EXERCISE DATA =
//! `reqwest` transport for native callers.

use std::time::Duration;

use super::transport::{ApiRequest, ApiResponse, ApiTransport, Method, UploadRequest, parse_body};
use crate::config::Timeouts;
use crate::error::AuthError;

pub struct ReqwestTransport {
    http: reqwest::Client,
}

impl ReqwestTransport {
    /// # Errors
    ///
    /// Returns [`AuthError::Config`] if the HTTP client cannot be built.
    pub fn new(timeouts: Timeouts) -> Result<Self, AuthError> {
        let http = reqwest::Client::builder()
            .timeout(Duration::from_secs(timeouts.request_secs))
            .connect_timeout(Duration::from_secs(timeouts.connect_secs))
            .build()
            .map_err(|e| AuthError::Config(e.to_string()))?;
        Ok(Self { http })
    }

    async fn finish(response: reqwest::Response) -> Result<ApiResponse, AuthError> {
        let status = response.status().as_u16();
        let text = response
            .text()
            .await
            .map_err(|e| AuthError::Network(e.to_string()))?;
        Ok(ApiResponse { status, body: parse_body(&text) })
    }
}

fn to_reqwest(method: Method) -> reqwest::Method {
    match method {
        Method::Get => reqwest::Method::GET,
        Method::Post => reqwest::Method::POST,
        Method::Put => reqwest::Method::PUT,
        Method::Patch => reqwest::Method::PATCH,
        Method::Delete => reqwest::Method::DELETE,
    }
}

#[async_trait::async_trait(?Send)]
impl ApiTransport for ReqwestTransport {
    async fn send(&self, request: ApiRequest) -> Result<ApiResponse, AuthError> {
        let mut builder = self.http.request(to_reqwest(request.method), &request.url);
        if let Some(token) = &request.bearer {
            builder = builder.bearer_auth(token);
        }
        if let Some(body) = &request.body {
            builder = builder.json(body);
        }
        let response = builder.send().await.map_err(|e| {
            tracing::warn!(url = %request.url, error = %e, "request failed");
            AuthError::Network(e.to_string())
        })?;
        Self::finish(response).await
    }

    async fn upload(&self, request: UploadRequest) -> Result<ApiResponse, AuthError> {
        let part = reqwest::multipart::Part::bytes(request.bytes)
            .file_name(request.file_name)
            .mime_str(&request.content_type)
            .map_err(|e| AuthError::Config(e.to_string()))?;
        let form = reqwest::multipart::Form::new().part(request.field, part);
        let response = self
            .http
            .post(&request.url)
            .multipart(form)
            .send()
            .await
            .map_err(|e| AuthError::Network(e.to_string()))?;
        Self::finish(response).await
    }
}
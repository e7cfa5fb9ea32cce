//! UI-facing application state.

pub mod auth;

pub use auth::{AuthPhase, AuthState};
//! Course enrollment. Paid courses answer with a payment gateway URL the
//! caller should navigate to; free courses enroll immediately.

#[cfg(test)]
#[path = "enrollment_test.rs"]
mod enrollment_test;

use serde::{Deserialize, Serialize};

use crate::auth::AuthService;
use crate::error::AuthError;
use crate::net::api::ENROLLMENTS_PATH;
use crate::net::transport::ApiTransport;
use crate::storage::KvStore;

#[derive(Debug, Clone, PartialEq, Eq, Serialize)]
#[serde(rename_all = "camelCase")]
pub struct EnrollmentRequest {
    pub course_id: String,
}

#[derive(Debug, Clone, Default, PartialEq, Eq, Deserialize)]
#[serde(rename_all = "camelCase")]
pub struct EnrollmentResponse {
    #[serde(default)]
    pub message: Option<String>,
    #[serde(default, alias = "url", alias = "gatewayUrl")]
    pub payment_url: Option<String>,
    #[serde(default, alias = "_id", alias = "id")]
    pub enrollment_id: Option<String>,
}

impl EnrollmentResponse {
    pub fn requires_payment(&self) -> bool {
        self.payment_url.as_deref().is_some_and(|u| !u.trim().is_empty())
    }
}

/// # Errors
///
/// Returns [`AuthError::NotAuthenticated`] without a session, or the
/// request's failure.
pub async fn enroll<T: ApiTransport, S: KvStore>(
    auth: &AuthService<T, S>,
    course_id: &str,
) -> Result<EnrollmentResponse, AuthError> {
    let token = auth.bearer()?;
    let request = EnrollmentRequest { course_id: course_id.to_owned() };
    let body = auth
        .api()
        .post(ENROLLMENTS_PATH, Some(&token), serde_json::to_value(&request)?)
        .await?;
    let payload = body.get("data").filter(|d| d.is_object()).unwrap_or(&body);
    let response: EnrollmentResponse = serde_json::from_value(payload.clone())?;
    tracing::info!(course_id, paid = response.requires_payment(), "enrollment initiated");
    Ok(response)
}
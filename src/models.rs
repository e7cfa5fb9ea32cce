//! Session and profile data shared between storage, API helpers and UI state.
//!
//! DESIGN
//! ======
//! `Profile` names the fields the session layer reasons about and keeps every
//! other server field in `extra`, so a profile survives a storage round-trip
//! byte-for-byte in meaning even as the backend adds domain fields.

#[cfg(test)]
#[path = "models_test.rs"]
mod models_test;

use serde::{Deserialize, Serialize};
use serde_json::{Map, Value};

/// The cached user profile.
///
/// Decoding goes through [`ProfileWire`]: `id` and `_id` may both be present
/// (`id` wins), and `null` reads as the field's default.
#[derive(Clone, Debug, PartialEq, Serialize, Deserialize)]
#[serde(rename_all = "camelCase", try_from = "ProfileWire")]
pub struct Profile {
    pub id: String,
    pub name: String,
    pub phone: String,
    #[serde(skip_serializing_if = "Option::is_none")]
    pub email: Option<String>,
    pub is_banned: bool,
    pub is_active: bool,
    /// Domain fields the session layer does not interpret (role, photo, ...).
    #[serde(flatten)]
    pub extra: Map<String, Value>,
}

/// Lenient decoding shape for [`Profile`].
#[derive(Deserialize)]
#[serde(rename_all = "camelCase")]
struct ProfileWire {
    #[serde(default)]
    id: Option<String>,
    #[serde(default, rename = "_id")]
    legacy_id: Option<String>,
    #[serde(default)]
    name: Option<String>,
    #[serde(default)]
    phone: Option<String>,
    #[serde(default)]
    email: Option<String>,
    #[serde(default)]
    is_banned: Option<bool>,
    #[serde(default)]
    is_active: Option<bool>,
    #[serde(flatten)]
    extra: Map<String, Value>,
}

impl TryFrom<ProfileWire> for Profile {
    type Error = String;

    fn try_from(wire: ProfileWire) -> Result<Self, Self::Error> {
        let id = wire
            .id
            .filter(|id| !id.is_empty())
            .or(wire.legacy_id)
            .ok_or_else(|| "user is missing `id`".to_owned())?;
        Ok(Self {
            id,
            name: wire.name.unwrap_or_default(),
            phone: wire.phone.unwrap_or_default(),
            email: wire.email,
            is_banned: wire.is_banned.unwrap_or(false),
            is_active: wire.is_active.unwrap_or(true),
            extra: wire.extra,
        })
    }
}

/// Server-asserted account standing.
#[derive(Clone, Debug, PartialEq, Eq)]
pub enum AccountStatus {
    Active,
    Banned { reason: Option<String> },
    Inactive,
}

/// Only the standing flags of an embedded user object.
///
/// Used where a response carries a user that may not parse as a full
/// [`Profile`]; the ban check must not depend on unrelated fields.
#[derive(Clone, Debug, Default, Deserialize)]
#[serde(rename_all = "camelCase")]
pub struct AccountFlags {
    #[serde(default)]
    pub is_banned: Option<bool>,
    #[serde(default)]
    pub is_active: Option<bool>,
    #[serde(default)]
    pub ban_reason: Option<String>,
}

impl AccountFlags {
    /// Flags from a raw user object, ignoring ill-typed fields.
    pub fn from_user(user: &Value) -> Self {
        Self {
            is_banned: user.get("isBanned").and_then(Value::as_bool),
            is_active: user.get("isActive").and_then(Value::as_bool),
            ban_reason: user
                .get("banReason")
                .and_then(Value::as_str)
                .filter(|r| !r.trim().is_empty())
                .map(str::to_owned),
        }
    }

    pub fn status(&self) -> AccountStatus {
        if self.is_banned == Some(true) {
            AccountStatus::Banned { reason: self.ban_reason.clone() }
        } else if self.is_active == Some(false) {
            AccountStatus::Inactive
        } else {
            AccountStatus::Active
        }
    }
}

impl Profile {
    /// Ban wins over inactive when both are set.
    pub fn status(&self) -> AccountStatus {
        if self.is_banned {
            let reason = self
                .extra
                .get("banReason")
                .and_then(Value::as_str)
                .filter(|r| !r.trim().is_empty())
                .map(str::to_owned);
            AccountStatus::Banned { reason }
        } else if !self.is_active {
            AccountStatus::Inactive
        } else {
            AccountStatus::Active
        }
    }

    /// Apply a partial server response on top of this profile.
    ///
    /// Keys in `patch` overwrite; keys absent from `patch` keep their cached
    /// value. A `_id` key is treated as `id`.
    ///
    /// # Errors
    ///
    /// Returns a JSON error if the merged object no longer forms a profile,
    /// e.g. a patch sets `isBanned` to a string.
    pub fn merged(&self, patch: &Map<String, Value>) -> Result<Self, serde_json::Error> {
        let mut fields = match serde_json::to_value(self)? {
            Value::Object(fields) => fields,
            _ => Map::new(),
        };
        for (key, value) in patch {
            let key = if key == "_id" { "id" } else { key.as_str() };
            fields.insert(key.to_owned(), value.clone());
        }
        serde_json::from_value(Value::Object(fields))
    }
}

/// Client-held proof of authentication.
#[derive(Clone, Debug, PartialEq)]
pub struct Session {
    pub token: String,
    pub user: Profile,
}

/// Payload for `POST /auth/register`.
#[derive(Clone, Debug, PartialEq, Eq, Serialize)]
pub struct RegisterRequest {
    pub name: String,
    pub phone: String,
    #[serde(skip_serializing_if = "Option::is_none")]
    pub email: Option<String>,
}
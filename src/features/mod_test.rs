use super::*;
use serde_json::json;

#[test]
fn decode_list_accepts_bare_keyed_and_enveloped_arrays() {
    let bare: Vec<i64> = decode_list(&json!([1, 2]), "items").unwrap();
    let keyed: Vec<i64> = decode_list(&json!({ "items": [3] }), "items").unwrap();
    let data: Vec<i64> = decode_list(&json!({ "data": [4] }), "items").unwrap();
    let nested: Vec<i64> = decode_list(&json!({ "data": { "items": [5] } }), "items").unwrap();

    assert_eq!(bare, vec![1, 2]);
    assert_eq!(keyed, vec![3]);
    assert_eq!(data, vec![4]);
    assert_eq!(nested, vec![5]);
}

#[test]
fn decode_list_reports_missing_key() {
    let err = decode_list::<i64>(&json!({ "message": "ok" }), "items").unwrap_err();
    assert!(matches!(err, AuthError::Parse(_)));
}
//! Post-login redirect replay.
//!
//! Guards remember where a visitor was headed before bouncing them to the
//! login route; the login flow consumes that target exactly once so it is not
//! replayed on some later, unrelated login.

#[cfg(test)]
#[path = "redirect_test.rs"]
mod redirect_test;

use crate::config::DEFAULT_LOGIN_ROUTE;
use crate::storage::{KvStore, REDIRECT_KEY};

#[derive(Clone, Debug)]
pub struct RedirectManager<S> {
    store: S,
    login_route: String,
}

impl<S: KvStore> RedirectManager<S> {
    pub fn new(store: S) -> Self {
        Self::with_login_route(store, DEFAULT_LOGIN_ROUTE)
    }

    pub fn with_login_route(store: S, login_route: &str) -> Self {
        Self { store, login_route: normalize_path(login_route).to_owned() }
    }

    /// Remember `url`, unless it points at the login route itself.
    pub fn save(&self, url: &str) {
        let url = url.trim();
        if url.is_empty() || self.is_login_route(url) {
            return;
        }
        self.store.set(REDIRECT_KEY, url);
    }

    /// Read the pending target without clearing it.
    pub fn peek(&self) -> Option<String> {
        self.store.get(REDIRECT_KEY).filter(|u| !u.trim().is_empty())
    }

    /// Read and clear the pending target.
    pub fn consume(&self) -> Option<String> {
        let target = self.peek();
        self.store.remove(REDIRECT_KEY);
        target
    }

    pub fn login_route(&self) -> &str {
        &self.login_route
    }

    pub fn is_login_route(&self, url: &str) -> bool {
        normalize_path(url) == self.login_route
    }
}

/// Path component of `url` with query, fragment and trailing slash removed.
fn normalize_path(url: &str) -> &str {
    let url = url.trim();
    let path_end = url.find(['?', '#']).unwrap_or(url.len());
    let path = &url[..path_end];
    let trimmed = path.trim_end_matches('/');
    if trimmed.is_empty() && path.starts_with('/') { "/" } else { trimmed }
}
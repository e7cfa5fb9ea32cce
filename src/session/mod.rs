//! Session validity: token expiry hints and account standing.

pub mod token;
pub mod validator;

pub use token::{TokenInspection, decode_claims, inspect_token};
pub use validator::{SessionValidator, is_banned_or_inactive};

/// Current wall-clock time in whole seconds since the Unix epoch.
#[allow(clippy::cast_possible_truncation)]
pub fn now_secs() -> i64 {
    #[cfg(feature = "hydrate")]
    {
        (js_sys::Date::now() / 1000.0).floor() as i64
    }
    #[cfg(not(feature = "hydrate"))]
    {
        std::time::SystemTime::now()
            .duration_since(std::time::UNIX_EPOCH)
            .map_or(0, |d| d.as_secs() as i64)
    }
}
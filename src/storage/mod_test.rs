use super::*;

#[test]
fn memory_store_clones_share_entries() {
    let store = MemoryStore::new();
    let other = store.clone();

    store.set(TOKEN_KEY, "abc");
    assert_eq!(other.get(TOKEN_KEY).as_deref(), Some("abc"));

    other.set(TOKEN_KEY, "def");
    assert_eq!(store.get(TOKEN_KEY).as_deref(), Some("def"));
    assert_eq!(store.len(), 1);

    store.remove(TOKEN_KEY);
    assert!(other.is_empty());
}

#[test]
fn null_store_drops_writes() {
    let store = NullStore;
    store.set(USER_KEY, "{}");
    assert_eq!(store.get(USER_KEY), None);
    store.remove(USER_KEY);
}
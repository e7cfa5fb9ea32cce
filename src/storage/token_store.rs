//! Bearer token + cached profile persistence.
//!
//! `load` never fails: missing keys, malformed JSON and an absent medium all
//! read as "no session". Whether a loaded session is *valid* is the
//! validator's call, not this module's.

#[cfg(test)]
#[path = "token_store_test.rs"]
mod token_store_test;

use serde_json::{Map, Value};

use super::{KvStore, TOKEN_KEY, USER_KEY};
use crate::error::AuthError;
use crate::models::{Profile, Session};

#[derive(Clone, Debug)]
pub struct TokenStore<S> {
    store: S,
}

impl<S: KvStore> TokenStore<S> {
    pub fn new(store: S) -> Self {
        Self { store }
    }

    /// Persist a session. The token is written first, then the profile.
    ///
    /// # Errors
    ///
    /// Returns [`AuthError::Parse`] if the profile cannot be serialized; in
    /// that case nothing is written.
    pub fn save(&self, token: &str, profile: &Profile) -> Result<(), AuthError> {
        let raw = serde_json::to_string(profile)?;
        self.store.set(TOKEN_KEY, token);
        self.store.set(USER_KEY, &raw);
        tracing::debug!(user_id = %profile.id, "session saved");
        Ok(())
    }

    /// Read the stored session, if both halves are present and well-formed.
    pub fn load(&self) -> Option<Session> {
        let token = self.token()?;
        let user = self.profile()?;
        Some(Session { token, user })
    }

    /// The stored bearer token, ignoring the profile.
    pub fn token(&self) -> Option<String> {
        self.store.get(TOKEN_KEY).filter(|t| !t.trim().is_empty())
    }

    /// The stored profile, ignoring the token.
    pub fn profile(&self) -> Option<Profile> {
        let raw = self.store.get(USER_KEY)?;
        match serde_json::from_str(&raw) {
            Ok(profile) => Some(profile),
            Err(e) => {
                tracing::debug!(error = %e, "cached profile is malformed; ignoring");
                None
            }
        }
    }

    /// Overwrite just the profile half, e.g. after a profile refresh.
    ///
    /// # Errors
    ///
    /// Returns [`AuthError::Parse`] if the profile cannot be serialized.
    pub fn replace_profile(&self, profile: &Profile) -> Result<(), AuthError> {
        let raw = serde_json::to_string(profile)?;
        self.store.set(USER_KEY, &raw);
        Ok(())
    }

    /// Merge a partial profile into the cached copy and persist the result.
    ///
    /// Returns `Ok(None)` when no profile is cached.
    ///
    /// # Errors
    ///
    /// Returns [`AuthError::Parse`] when the merged fields do not form a
    /// profile; the cached copy is left untouched.
    pub fn update_profile(&self, patch: &Map<String, Value>) -> Result<Option<Profile>, AuthError> {
        let Some(cached) = self.profile() else {
            return Ok(None);
        };
        let merged = cached.merged(patch)?;
        self.replace_profile(&merged)?;
        Ok(Some(merged))
    }

    /// Remove both halves of the session. Safe to call when already empty.
    pub fn clear(&self) {
        self.store.remove(TOKEN_KEY);
        self.store.remove(USER_KEY);
    }
}
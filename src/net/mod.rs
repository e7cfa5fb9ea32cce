//! Networking for the backend REST API and the upload CDN.
//!
//! SYSTEM CONTEXT
//! ==============
//! `transport` defines the seam, `api` layers base URL, bearer header and
//! envelope handling on top, and the feature-gated modules provide concrete
//! transports.

pub mod api;
#[cfg(feature = "hydrate")]
pub mod gloo_transport;
#[cfg(feature = "native")]
pub mod reqwest_transport;
pub mod transport;

pub use api::ApiClient;
#[cfg(feature = "hydrate")]
pub use gloo_transport::GlooTransport;
#[cfg(feature = "native")]
pub use reqwest_transport::ReqwestTransport;
pub use transport::{ApiRequest, ApiResponse, ApiTransport, Method, UploadRequest};
use super::*;
use serde_json::json;

fn profile_from(value: Value) -> Profile {
    serde_json::from_value(value).unwrap()
}

#[test]
fn profile_reads_camel_case_flags_and_keeps_unknown_fields() {
    let profile = profile_from(json!({
        "_id": "u1",
        "name": "Rahim",
        "phone": "01712345678",
        "isBanned": false,
        "isActive": true,
        "role": "student",
        "points": 120
    }));

    assert_eq!(profile.id, "u1");
    assert_eq!(profile.email, None);
    assert_eq!(profile.extra.get("role"), Some(&json!("student")));
    assert_eq!(profile.extra.get("points"), Some(&json!(120)));

    let back = serde_json::to_value(&profile).unwrap();
    assert_eq!(back["id"], "u1");
    assert_eq!(back["isBanned"], false);
    assert_eq!(back["role"], "student");
}

#[test]
fn missing_flags_default_to_active_standing() {
    let profile = profile_from(json!({ "id": "u1" }));
    assert!(!profile.is_banned);
    assert!(profile.is_active);
    assert_eq!(profile.status(), AccountStatus::Active);
}

#[test]
fn status_prefers_ban_and_carries_reason() {
    let profile = profile_from(json!({
        "id": "u1",
        "isBanned": true,
        "isActive": false,
        "banReason": "Payment fraud"
    }));
    assert_eq!(profile.status(), AccountStatus::Banned { reason: Some("Payment fraud".to_owned()) });
}

#[test]
fn status_reports_inactive() {
    let profile = profile_from(json!({ "id": "u1", "isActive": false }));
    assert_eq!(profile.status(), AccountStatus::Inactive);
}

#[test]
fn merged_overwrites_only_patched_keys() {
    let cached = profile_from(json!({ "id": "u1", "name": "Old", "phone": "x", "city": "Dhaka" }));
    let patch = json!({ "name": "New" });

    let merged = cached.merged(patch.as_object().unwrap()).unwrap();
    assert_eq!(merged.name, "New");
    assert_eq!(merged.phone, "x");
    assert_eq!(merged.extra.get("city"), Some(&json!("Dhaka")));
}

#[test]
fn merged_maps_underscore_id_and_adds_new_fields() {
    let cached = profile_from(json!({ "id": "u1", "name": "A" }));
    let patch = json!({ "_id": "u1", "photo": "https://cdn.test/a.png" });

    let merged = cached.merged(patch.as_object().unwrap()).unwrap();
    assert_eq!(merged.id, "u1");
    assert_eq!(merged.extra.get("photo"), Some(&json!("https://cdn.test/a.png")));
    assert!(!merged.extra.contains_key("_id"));
}

#[test]
fn merged_rejects_ill_typed_patch() {
    let cached = profile_from(json!({ "id": "u1" }));
    let patch = json!({ "isBanned": "yes" });
    assert!(cached.merged(patch.as_object().unwrap()).is_err());
}

#[test]
fn account_flags_read_partial_user_objects() {
    let flags: AccountFlags = serde_json::from_value(json!({ "isBanned": true })).unwrap();
    assert_eq!(flags.status(), AccountStatus::Banned { reason: None });

    let flags: AccountFlags = serde_json::from_value(json!({ "isActive": false })).unwrap();
    assert_eq!(flags.status(), AccountStatus::Inactive);

    let flags: AccountFlags = serde_json::from_value(json!({ "name": "x" })).unwrap();
    assert_eq!(flags.status(), AccountStatus::Active);
}

#[test]
fn register_request_omits_missing_email() {
    let req = RegisterRequest { name: "A".to_owned(), phone: "01712345678".to_owned(), email: None };
    assert_eq!(serde_json::to_value(&req).unwrap(), json!({ "name": "A", "phone": "01712345678" }));
}

#[test]
fn account_flags_from_user_ignores_ill_typed_fields() {
    let flags = AccountFlags::from_user(&json!({ "isBanned": "yes", "isActive": false, "banReason": " " }));
    assert_eq!(flags.is_banned, None);
    assert_eq!(flags.ban_reason, None);
    assert_eq!(flags.status(), AccountStatus::Inactive);
}

#[test]
fn profile_accepts_both_id_keys_and_prefers_id() {
    let profile = profile_from(json!({ "_id": "mongo1", "id": "u1", "name": "Rahim" }));
    assert_eq!(profile.id, "u1");
    assert!(!profile.extra.contains_key("_id"));

    let profile = profile_from(json!({ "_id": "u1", "id": "" }));
    assert_eq!(profile.id, "u1");
}

#[test]
fn profile_requires_some_id() {
    let err = serde_json::from_value::<Profile>(json!({ "name": "Rahim" })).unwrap_err();
    assert!(err.to_string().contains("id"));
}

#[test]
fn null_fields_read_as_defaults() {
    let profile = profile_from(json!({
        "id": "u1",
        "name": null,
        "phone": null,
        "email": null,
        "isBanned": null,
        "isActive": null
    }));
    assert_eq!(profile.name, "");
    assert_eq!(profile.phone, "");
    assert_eq!(profile.email, None);
    assert_eq!(profile.status(), AccountStatus::Active);
}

DESCRIPTION OF THE TASK =
Scan the data above for the string "pending". Copy every line in which it appears.

OUTPUT BELOW =
    /// Read the pending target without clearing it.
    /// Read and clear the pending target.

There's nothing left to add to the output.